# Help mating a JD rotary mower to a Ford 1920 tractor...



## RomanDad (Jan 27, 2014)

I have a Ford 1920 tractor. This weekend I picked up a JD bush hog at a local farm auction. Pretty sure it's a model 609. But it's old and there are no model numbers on it... Plus it had quick attach sleeves over the pins so I couldn't tell what size pins it had...

Once I got the sleeves off, I realized they are cat 2 pins... And the tractor has a cat 1 hitch.

I know JD makes cat 1 pins for the mower, but I'm still worried it may be too wide for the hitch. I'd like to turn the pins inward so the span isn't as wide, but it looks like the pins can only go in in the outward facing direction because the frame has different sized holes on each side of it so the pin can only fit one way

Problem 2. I got one of the pins off but the other is welded on. 

Any thoughts on what's the easiest way to bring them together? 
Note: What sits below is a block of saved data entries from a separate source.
mod common;

use axum::{
    body::Body,
    http::{Method, Request, StatusCode, header},
};
use serde_json::json;
use tower::ServiceExt;

use common::{delete, get, post, put};

// The canonical walk-through: create, add product, read, delete, read again.
#[tokio::test]
async fn birthday_wishlist_round_trip() -> anyhow::Result<()> {
    let app = common::build_test_app().await?;

    let (status, body) = post(&app, "/wishlists", json!({ "name": "Birthday", "user_id": 7 })).await;
    assert_eq!(status, StatusCode::CREATED);
    assert_eq!(body["data"]["id"], 1);
    assert_eq!(body["data"]["name"], "Birthday");
    assert_eq!(body["data"]["user_id"], 7);
    assert_eq!(body["data"]["products"], json!([]));

    let (status, body) = post(
        &app,
        "/wishlists/1/products",
        json!({ "name": "Mug", "price": 9.99, "inventory_product_id": 42, "status": 1 }),
    )
    .await;
    assert_eq!(status, StatusCode::CREATED);
    let product = &body["data"];
    assert_eq!(product["id"], 1);
    assert_eq!(product["wishlist_id"], 1);
    assert_eq!(product["inventory_product_id"], 42);
    assert_eq!(product["name"], "Mug");
    assert_eq!(product["price"], 9.99);
    assert_eq!(product["status"], "AVAILABLE");
    assert_eq!(product["in_cart_status"], "DEFAULT");

    let (status, body) = get(&app, "/wishlists/1").await;
    assert_eq!(status, StatusCode::OK);
    assert_eq!(body["data"]["products"][0]["name"], "Mug");

    let (status, _) = delete(&app, "/wishlists/1").await;
    assert_eq!(status, StatusCode::OK);

    let (status, body) = get(&app, "/wishlists/1").await;
    assert_eq!(status, StatusCode::NOT_FOUND);
    assert_eq!(body["message"], "Wishlist with id 1 was not found");

    let (status, _) = delete(&app, "/wishlists/1").await;
    assert_eq!(status, StatusCode::NOT_FOUND);

    Ok(())
}

#[tokio::test]
async fn create_sets_location_header() -> anyhow::Result<()> {
    let app = common::build_test_app().await?;
    let request = Request::builder()
        .method(Method::POST)
        .uri("/wishlists")
        .header(header::CONTENT_TYPE, "application/json")
        .body(Body::from(json!({ "name": "Books", "user_id": 2 }).to_string()))?;

    let response = app.oneshot(request).await?;
    assert_eq!(response.status(), StatusCode::CREATED);
    assert_eq!(response.headers()[header::LOCATION], "/wishlists/1");
    Ok(())
}

#[tokio::test]
async fn validation_errors_are_400_with_message() -> anyhow::Result<()> {
    let app = common::build_test_app().await?;

    let (status, body) = post(&app, "/wishlists", json!({ "name": "x", "user_id": "abc" })).await;
    assert_eq!(status, StatusCode::BAD_REQUEST);
    assert_eq!(body["message"], "Invalid type for field user_id, integer expected");

    let (status, body) = post(&app, "/wishlists", json!({ "user_id": 1 })).await;
    assert_eq!(status, StatusCode::BAD_REQUEST);
    assert_eq!(body["message"], "Invalid wishlist: missing name");

    let (status, body) = get(&app, "/wishlists/abc").await;
    assert_eq!(status, StatusCode::BAD_REQUEST);
    assert_eq!(body["message"], "Integer value expected for field: Wishlist ID");

    let (status, _) = get(&app, "/wishlists/1/products/x").await;
    assert_eq!(status, StatusCode::BAD_REQUEST);

    let (status, _) = get(&app, "/wishlists?user_id=seven").await;
    assert_eq!(status, StatusCode::BAD_REQUEST);

    post(&app, "/wishlists", json!({ "name": "Home", "user_id": 1 })).await;
    let (status, body) = post(
        &app,
        "/wishlists/1/products",
        json!({ "name": "Mug", "price": "free", "inventory_product_id": 1 }),
    )
    .await;
    assert_eq!(status, StatusCode::BAD_REQUEST);
    assert!(body["message"].as_str().unwrap().contains("price"));

    let (status, _) = put(&app, "/wishlists/1", Some(json!({ "name": "" }))).await;
    assert_eq!(status, StatusCode::BAD_REQUEST);

    Ok(())
}

#[tokio::test]
async fn missing_resource_wins_over_bad_body() -> anyhow::Result<()> {
    let app = common::build_test_app().await?;

    let (status, body) = put(&app, "/wishlists/999", Some(json!({ "name": "" }))).await;
    assert_eq!(status, StatusCode::NOT_FOUND);
    assert_eq!(body["message"], "Wishlist with id 999 was not found");

    post(&app, "/wishlists", json!({ "name": "Home", "user_id": 1 })).await;
    let (status, body) = put(&app, "/wishlists/1/products/5", Some(json!({ "price": "x" }))).await;
    assert_eq!(status, StatusCode::NOT_FOUND);
    assert_eq!(
        body["message"],
        "Product with id 5 was not found in wishlist with id 1"
    );

    // An existing product with the same body is still a validation error.
    post(
        &app,
        "/wishlists/1/products",
        json!({ "name": "Mug", "price": 9.99, "inventory_product_id": 42 }),
    )
    .await;
    let (status, _) = put(&app, "/wishlists/1/products/1", Some(json!({ "price": "x" }))).await;
    assert_eq!(status, StatusCode::BAD_REQUEST);

    Ok(())
}

#[tokio::test]
async fn malformed_and_untyped_bodies_are_rejected() -> anyhow::Result<()> {
    let app = common::build_test_app().await?;

    let request = Request::builder()
        .method(Method::POST)
        .uri("/wishlists")
        .header(header::CONTENT_TYPE, "application/json")
        .body(Body::from("{not json"))?;
    let response = app.clone().oneshot(request).await?;
    assert_eq!(response.status(), StatusCode::BAD_REQUEST);

    let request = Request::builder()
        .method(Method::POST)
        .uri("/wishlists")
        .body(Body::from(r#"{"name":"x","user_id":1}"#))?;
    let response = app.oneshot(request).await?;
    assert_eq!(response.status(), StatusCode::UNSUPPORTED_MEDIA_TYPE);

    Ok(())
}

#[tokio::test]
async fn list_filters_by_user_id() -> anyhow::Result<()> {
    let app = common::build_test_app().await?;
    post(&app, "/wishlists", json!({ "name": "A", "user_id": 1 })).await;
    post(&app, "/wishlists", json!({ "name": "B", "user_id": 2 })).await;
    post(&app, "/wishlists", json!({ "name": "C", "user_id": 1 })).await;

    let (status, body) = get(&app, "/wishlists").await;
    assert_eq!(status, StatusCode::OK);
    assert_eq!(body["data"].as_array().unwrap().len(), 3);
    assert_eq!(body["meta"]["total"], 3);

    let (_, body) = get(&app, "/wishlists?user_id=1").await;
    let names: Vec<&str> = body["data"]
        .as_array()
        .unwrap()
        .iter()
        .map(|w| w["name"].as_str().unwrap())
        .collect();
    assert_eq!(names, vec!["A", "C"]);

    Ok(())
}

#[tokio::test]
async fn product_update_cart_and_delete_over_http() -> anyhow::Result<()> {
    let app = common::build_test_app().await?;
    post(&app, "/wishlists", json!({ "name": "Home", "user_id": 1 })).await;
    post(
        &app,
        "/wishlists/1/products",
        json!({
            "name": "Lamp",
            "price": 30,
            "inventory_product_id": 5,
            "pic_url": "www.lamp.com/1.png",
            "short_desc": "desk lamp",
            "wishlist_id": 77
        }),
    )
    .await;

    let (status, body) = put(
        &app,
        "/wishlists/1/products/1",
        Some(json!({ "price": 25.5, "status": "UNAVAILABLE", "in_cart_status": "IN_CART" })),
    )
    .await;
    assert_eq!(status, StatusCode::OK);
    assert_eq!(body["data"]["wishlist_id"], 1);
    assert_eq!(body["data"]["price"], 25.5);
    assert_eq!(body["data"]["status"], "UNAVAILABLE");
    assert_eq!(body["data"]["in_cart_status"], "DEFAULT");
    assert_eq!(body["data"]["pic_url"], "www.lamp.com/1.png");

    let (status, _) = put(&app, "/wishlists/1/products/1", Some(json!({ "price": -2 }))).await;
    assert_eq!(status, StatusCode::BAD_REQUEST);

    for _ in 0..2 {
        let (status, body) = put(&app, "/wishlists/1/products/1/add-to-cart", None).await;
        assert_eq!(status, StatusCode::OK);
        assert_eq!(body["data"]["in_cart_status"], "IN_CART");
    }

    let (status, _) = put(&app, "/wishlists/1/products/9/add-to-cart", None).await;
    assert_eq!(status, StatusCode::NOT_FOUND);

    let (status, body) = get(&app, "/products/1").await;
    assert_eq!(status, StatusCode::OK);
    assert_eq!(body["data"]["name"], "Lamp");

    let (status, _) = delete(&app, "/wishlists/1/products/1").await;
    assert_eq!(status, StatusCode::OK);
    let (status, _) = get(&app, "/wishlists/1/products/1").await;
    assert_eq!(status, StatusCode::NOT_FOUND);
    let (status, _) = delete(&app, "/products/1").await;
    assert_eq!(status, StatusCode::NOT_FOUND);

    Ok(())
}

#[tokio::test]
async fn clear_products_over_http() -> anyhow::Result<()> {
    let app = common::build_test_app().await?;
    post(&app, "/wishlists", json!({ "name": "Home", "user_id": 1 })).await;
    for name in ["a", "b", "c"] {
        post(
            &app,
            "/wishlists/1/products",
            json!({ "name": name, "price": 1, "inventory_product_id": 1 }),
        )
        .await;
    }

    let (status, body) = delete(&app, "/wishlists/1/products").await;
    assert_eq!(status, StatusCode::OK);
    assert_eq!(body["data"]["deleted"], 3);

    let (_, body) = get(&app, "/wishlists/1").await;
    assert_eq!(body["data"]["products"], json!([]));

    let (status, _) = delete(&app, "/wishlists/2/products").await;
    assert_eq!(status, StatusCode::NOT_FOUND);

    Ok(())
}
Sent from my iPad using Tractor Forum


----------



## RomanDad (Jan 27, 2014)

RomanDad said:


> I have a Ford 1920 tractor. This weekend I picked up a JD bush hog at a local farm auction. Pretty sure it's a model 609. But it's old and there are no model numbers on it... Plus it had quick attach sleeves over the pins so I couldn't tell what size pins it had...
> 
> Once I got the sleeves off, I realized they are cat 2 pins... And the tractor has a cat 1 hitch.
> 
> ...


Btw. Can anybody confirm it's a 609?

















Sent from my iPad using Tractor Forum


----------